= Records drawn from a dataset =
........

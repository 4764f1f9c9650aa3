//! Game server: one game shell per session, ticked server-side, driven over a JSON API.
//! Run with: cargo run --bin web
//! Listens on 0.0.0.0:8080 by default. See `penguin_cup::config` for the environment variables.
//!
//! A client renders `GET /api/sessions/{id}` every frame and posts key presses
//! to `/api/sessions/{id}/input`; presses are applied on the next server tick.

use actix_web::{
    delete, get, post,
    web::{Data, Json, Path},
    App, HttpResponse, HttpServer, Responder,
};
use chrono::{DateTime, Utc};
use penguin_cup::{Cue, GameConfig, Key, Roster, Shell, ShellSettings, ShellView};
use serde::{Deserialize, Serialize};
use std::collections::HashMap;
use std::sync::atomic::{AtomicU64, Ordering};
use std::sync::{Arc, RwLock};
use std::time::{Duration, Instant};
use tokio::time::MissedTickBehavior;
use uuid::Uuid;

/// Per-session entry: the shell + timestamps (for display and auto-cleanup).
struct SessionEntry {
    shell: Shell,
    created_at: DateTime<Utc>,
    last_activity: Instant,
}

/// In-memory state: many sessions by id. Entries are removed after `SESSION_IDLE_HOURS` inactivity.
type Sessions = Data<RwLock<HashMap<Uuid, SessionEntry>>>;

/// Everything a new session is built from.
struct GameSetup {
    roster: Arc<Roster>,
    settings: ShellSettings,
    rng_seed: Option<u64>,
    sessions_created: AtomicU64,
}

impl GameSetup {
    fn new_shell(&self) -> Shell {
        let n = self.sessions_created.fetch_add(1, Ordering::Relaxed);
        let seed = self.rng_seed.map(|base| base.wrapping_add(n));
        Shell::new(self.roster.clone(), self.settings, seed)
    }
}

#[derive(Serialize)]
struct HealthResponse {
    ok: bool,
    service: &'static str,
}

#[derive(Serialize)]
struct SessionResponse {
    id: Uuid,
    created_at: DateTime<Utc>,
    view: ShellView,
    /// Cues emitted since the previous poll.
    cues: Vec<Cue>,
}

#[derive(Deserialize)]
struct InputBody {
    key: Key,
}

/// Path segment: session id (e.g. /api/sessions/{id})
#[derive(Deserialize)]
struct SessionPath {
    id: Uuid,
}

fn session_response(id: Uuid, entry: &mut SessionEntry) -> SessionResponse {
    SessionResponse {
        id,
        created_at: entry.created_at,
        view: entry.shell.view(),
        cues: entry.shell.drain_cues(),
    }
}

fn no_session() -> HttpResponse {
    HttpResponse::NotFound().json(serde_json::json!({ "error": "No session" }))
}

#[get("/api/health")]
async fn api_health() -> impl Responder {
    HttpResponse::Ok().json(HealthResponse {
        ok: true,
        service: "penguin-cup",
    })
}

/// The roster, for clients that want names and colors up front.
#[get("/api/teams")]
async fn api_teams(setup: Data<GameSetup>) -> HttpResponse {
    HttpResponse::Ok().json(setup.roster.all())
}

/// Create a session on the main menu (client stores the id for subsequent requests).
#[post("/api/sessions")]
async fn api_create_session(sessions: Sessions, setup: Data<GameSetup>) -> HttpResponse {
    let id = Uuid::new_v4();
    let mut entry = SessionEntry {
        shell: setup.new_shell(),
        created_at: Utc::now(),
        last_activity: Instant::now(),
    };
    let body = session_response(id, &mut entry);
    let mut g = match sessions.write() {
        Ok(guard) => guard,
        Err(_) => return HttpResponse::InternalServerError().body("lock error"),
    };
    g.insert(id, entry);
    log::info!("Session {} created ({} active)", id, g.len());
    HttpResponse::Ok().json(body)
}

/// Current view of a session (404 if not found). Touching it refreshes last_activity.
#[get("/api/sessions/{id}")]
async fn api_get_session(sessions: Sessions, path: Path<SessionPath>) -> HttpResponse {
    let mut g = match sessions.write() {
        Ok(guard) => guard,
        Err(_) => return HttpResponse::InternalServerError().body("lock error"),
    };
    match g.get_mut(&path.id) {
        Some(entry) => {
            entry.last_activity = Instant::now();
            HttpResponse::Ok().json(session_response(path.id, entry))
        }
        None => no_session(),
    }
}

/// Queue a key press; it takes effect on the next tick.
#[post("/api/sessions/{id}/input")]
async fn api_session_input(sessions: Sessions, path: Path<SessionPath>, body: Json<InputBody>) -> HttpResponse {
    let mut g = match sessions.write() {
        Ok(guard) => guard,
        Err(_) => return HttpResponse::InternalServerError().body("lock error"),
    };
    let entry = match g.get_mut(&path.id) {
        Some(e) => e,
        None => return no_session(),
    };
    entry.last_activity = Instant::now();
    if entry.shell.is_closed() {
        return HttpResponse::BadRequest().json(serde_json::json!({ "error": "Game is closed" }));
    }
    entry.shell.press(body.key);
    HttpResponse::Accepted().json(serde_json::json!({ "queued": body.key }))
}

/// End a session.
#[delete("/api/sessions/{id}")]
async fn api_delete_session(sessions: Sessions, path: Path<SessionPath>) -> HttpResponse {
    let mut g = match sessions.write() {
        Ok(guard) => guard,
        Err(_) => return HttpResponse::InternalServerError().body("lock error"),
    };
    match g.remove(&path.id) {
        Some(_) => HttpResponse::NoContent().finish(),
        None => no_session(),
    }
}

#[actix_web::main]
async fn main() -> std::io::Result<()> {
    env_logger::init_from_env(env_logger::Env::new().default_filter_or("info"));

    let config = GameConfig::from_env().map_err(|e| {
        log::error!("{}", e);
        std::io::Error::new(std::io::ErrorKind::InvalidInput, e.to_string())
    })?;
    let roster = config.load_roster().map_err(|e| {
        log::error!("{}", e);
        std::io::Error::new(std::io::ErrorKind::InvalidData, e.to_string())
    })?;
    log::info!(
        "Roster has {} teams, cups start with {} teams",
        roster.len(),
        config.field_size
    );

    let setup = Data::new(GameSetup {
        roster: Arc::new(roster),
        settings: ShellSettings {
            field_size: config.field_size,
            quick_match_team_id: config.quick_match_team_id,
        },
        rng_seed: config.rng_seed,
        sessions_created: AtomicU64::new(0),
    });
    let sessions: Sessions = Data::new(RwLock::new(HashMap::new()));

    // Frame loop: every session advances one tick per frame.
    let sessions_tick = sessions.clone();
    let frame = config.frame_interval();
    actix_web::rt::spawn(async move {
        let mut interval = tokio::time::interval(frame);
        interval.set_missed_tick_behavior(MissedTickBehavior::Skip);
        loop {
            interval.tick().await;
            let mut g = match sessions_tick.write() {
                Ok(guard) => guard,
                Err(_) => continue,
            };
            for entry in g.values_mut() {
                entry.shell.tick();
            }
        }
    });

    // Every 30 minutes, remove sessions inactive for longer than the idle threshold
    let sessions_cleanup = sessions.clone();
    let idle = config.session_idle;
    actix_web::rt::spawn(async move {
        let mut interval = tokio::time::interval(Duration::from_secs(30 * 60));
        loop {
            interval.tick().await;
            let mut g = match sessions_cleanup.write() {
                Ok(guard) => guard,
                Err(_) => continue,
            };
            let before = g.len();
            g.retain(|_, entry| entry.last_activity.elapsed() < idle);
            let removed = before - g.len();
            if removed > 0 {
                log::info!("Cleaned up {} inactive session(s)", removed);
            }
        }
    });

    let bind = (config.host.clone(), config.port);
    log::info!("Starting server at http://{}:{}", bind.0, bind.1);

    HttpServer::new(move || {
        App::new()
            .app_data(sessions.clone())
            .app_data(setup.clone())
            .service(api_health)
            .service(api_teams)
            .service(api_create_session)
            .service(api_get_session)
            .service(api_session_input)
            .service(api_delete_session)
    })
    .bind(bind)?
    .run()
    .await
}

........

Reproduce only the lines above spanning from the line containing "let sessions_tick = sessions.clone();" through the line containing "let sessions_cleanup = sessions.clone();", word for word.

= RESPONSE FOR THIS EXERCISE =
    let sessions_tick = sessions.clone();
    let frame = config.frame_interval();
    actix_web::rt::spawn(async move {
        let mut interval = tokio::time::interval(frame);
        interval.set_missed_tick_behavior(MissedTickBehavior::Skip);
        loop {
            interval.tick().await;
            let mut g = match sessions_tick.write() {
                Ok(guard) => guard,
                Err(_) => continue,
            };
            for entry in g.values_mut() {
                entry.shell.tick();
            }
        }
    });

    // Every 30 minutes, remove sessions inactive for longer than the idle threshold
    let sessions_cleanup = sessions.clone();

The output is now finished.